### WHAT NEEDS TO BE DONE
Print each line of the material again, keeping everything exact.

### RECORDED INFORMATION
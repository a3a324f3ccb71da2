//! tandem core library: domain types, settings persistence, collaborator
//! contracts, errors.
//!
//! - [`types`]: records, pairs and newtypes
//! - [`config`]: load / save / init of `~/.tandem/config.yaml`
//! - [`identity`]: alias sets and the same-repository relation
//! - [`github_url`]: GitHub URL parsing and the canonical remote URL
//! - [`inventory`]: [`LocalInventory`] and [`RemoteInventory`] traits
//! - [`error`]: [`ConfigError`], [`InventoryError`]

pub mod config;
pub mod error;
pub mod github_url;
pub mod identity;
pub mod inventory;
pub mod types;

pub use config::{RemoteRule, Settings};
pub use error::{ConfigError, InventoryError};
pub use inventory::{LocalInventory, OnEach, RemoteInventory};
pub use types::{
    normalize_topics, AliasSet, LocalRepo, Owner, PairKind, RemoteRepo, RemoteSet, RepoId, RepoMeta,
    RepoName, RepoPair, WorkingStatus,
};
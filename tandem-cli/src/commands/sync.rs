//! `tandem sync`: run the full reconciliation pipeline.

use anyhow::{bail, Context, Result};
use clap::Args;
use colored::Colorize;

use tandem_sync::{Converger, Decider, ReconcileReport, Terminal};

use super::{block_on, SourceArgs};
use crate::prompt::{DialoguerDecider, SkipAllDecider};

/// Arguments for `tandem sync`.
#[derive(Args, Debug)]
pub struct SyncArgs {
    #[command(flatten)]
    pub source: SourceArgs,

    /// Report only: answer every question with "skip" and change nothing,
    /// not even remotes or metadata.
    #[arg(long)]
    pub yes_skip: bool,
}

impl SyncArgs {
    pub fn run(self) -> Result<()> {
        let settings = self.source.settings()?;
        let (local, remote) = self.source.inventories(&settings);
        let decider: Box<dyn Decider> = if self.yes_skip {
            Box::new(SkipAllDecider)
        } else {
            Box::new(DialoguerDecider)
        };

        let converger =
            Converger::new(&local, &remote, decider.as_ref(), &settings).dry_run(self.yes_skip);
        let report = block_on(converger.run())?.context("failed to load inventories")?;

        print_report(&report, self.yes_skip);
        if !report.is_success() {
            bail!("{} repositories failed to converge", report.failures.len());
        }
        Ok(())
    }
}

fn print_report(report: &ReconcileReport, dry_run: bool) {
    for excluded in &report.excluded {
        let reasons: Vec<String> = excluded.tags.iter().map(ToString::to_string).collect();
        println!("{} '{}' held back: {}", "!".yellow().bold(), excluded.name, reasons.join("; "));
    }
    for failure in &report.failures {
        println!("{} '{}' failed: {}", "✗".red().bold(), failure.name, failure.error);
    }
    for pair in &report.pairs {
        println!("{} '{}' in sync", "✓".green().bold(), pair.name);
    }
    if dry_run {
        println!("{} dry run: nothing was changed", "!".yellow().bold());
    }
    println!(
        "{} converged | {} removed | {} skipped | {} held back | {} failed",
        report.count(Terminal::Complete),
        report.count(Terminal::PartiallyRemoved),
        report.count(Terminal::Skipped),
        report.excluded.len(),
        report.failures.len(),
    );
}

### RESULT FOR THIS EXERCISE
repository a3a324f3ccb71da2
//! tandem core library: domain types, settings persistence, collaborator
//! contracts, errors.
//!
//! - [`types`]: records, pairs and newtypes
//! - [`config`]: load / save / init of `~/.tandem/config.yaml`
//! - [`identity`]: alias sets and the same-repository relation
//! - [`github_url`]: GitHub URL parsing and the canonical remote URL
//! - [`inventory`]: [`LocalInventory`] and [`RemoteInventory`] traits
//! - [`error`]: [`ConfigError`], [`InventoryError`]

pub mod config;
pub mod error;
pub mod github_url;
pub mod identity;
pub mod inventory;
pub mod types;

pub use config::{RemoteRule, Settings};
pub use error::{ConfigError, InventoryError};
pub use inventory::{LocalInventory, OnEach, RemoteInventory};
pub use types::{
    normalize_topics, AliasSet, LocalRepo, Owner, PairKind, RemoteRepo, RemoteSet, RepoId, RepoMeta,
    RepoName, RepoPair, WorkingStatus,
};
filename tandem-cli/src/commands/sync.rs
//! `tandem sync`: run the full reconciliation pipeline.

use anyhow::{bail, Context, Result};
use clap::Args;
use colored::Colorize;

use tandem_sync::{Converger, Decider, ReconcileReport, Terminal};

use super::{block_on, SourceArgs};
use crate::prompt::{DialoguerDecider, SkipAllDecider};

/// Arguments for `tandem sync`.
#[derive(Args, Debug)]
pub struct SyncArgs {
    #[command(flatten)]
    pub source: SourceArgs,

    /// Report only: answer every question with "skip" and change nothing,
    /// not even remotes or metadata.
    #[arg(long)]
    pub yes_skip: bool,
}

impl SyncArgs {
    pub fn run(self) -> Result<()> {
        let settings = self.source.settings()?;
        let (local, remote) = self.source.inventories(&settings);
        let decider: Box<dyn Decider> = if self.yes_skip {
            Box::new(SkipAllDecider)
        } else {
            Box::new(DialoguerDecider)
        };

        let converger =
            Converger::new(&local, &remote, decider.as_ref(), &settings).dry_run(self.yes_skip);
        let report = block_on(converger.run())?.context("failed to load inventories")?;

        print_report(&report, self.yes_skip);
        if !report.is_success() {
            bail!("{} repositories failed to converge", report.failures.len());
        }
        Ok(())
    }
}

fn print_report(report: &ReconcileReport, dry_run: bool) {
    for excluded in &report.excluded {
        let reasons: Vec<String> = excluded.tags.iter().map(ToString::to_string).collect();
        println!("{} '{}' held back: {}", "!".yellow().bold(), excluded.name, reasons.join("; "));
    }
    for failure in &report.failures {
        println!("{} '{}' failed: {}", "✗".red().bold(), failure.name, failure.error);
    }
    for pair in &report.pairs {
        println!("{} '{}' in sync", "✓".green().bold(), pair.name);
    }
    if dry_run {
        println!("{} dry run: nothing was changed", "!".yellow().bold());
    }
    println!(
        "{} converged | {} removed | {} skipped | {} held back | {} failed",
        report.count(Terminal::Complete),
        report.count(Terminal::PartiallyRemoved),
        report.count(Terminal::Skipped),
        report.excluded.len(),
        report.failures.len(),
    );
}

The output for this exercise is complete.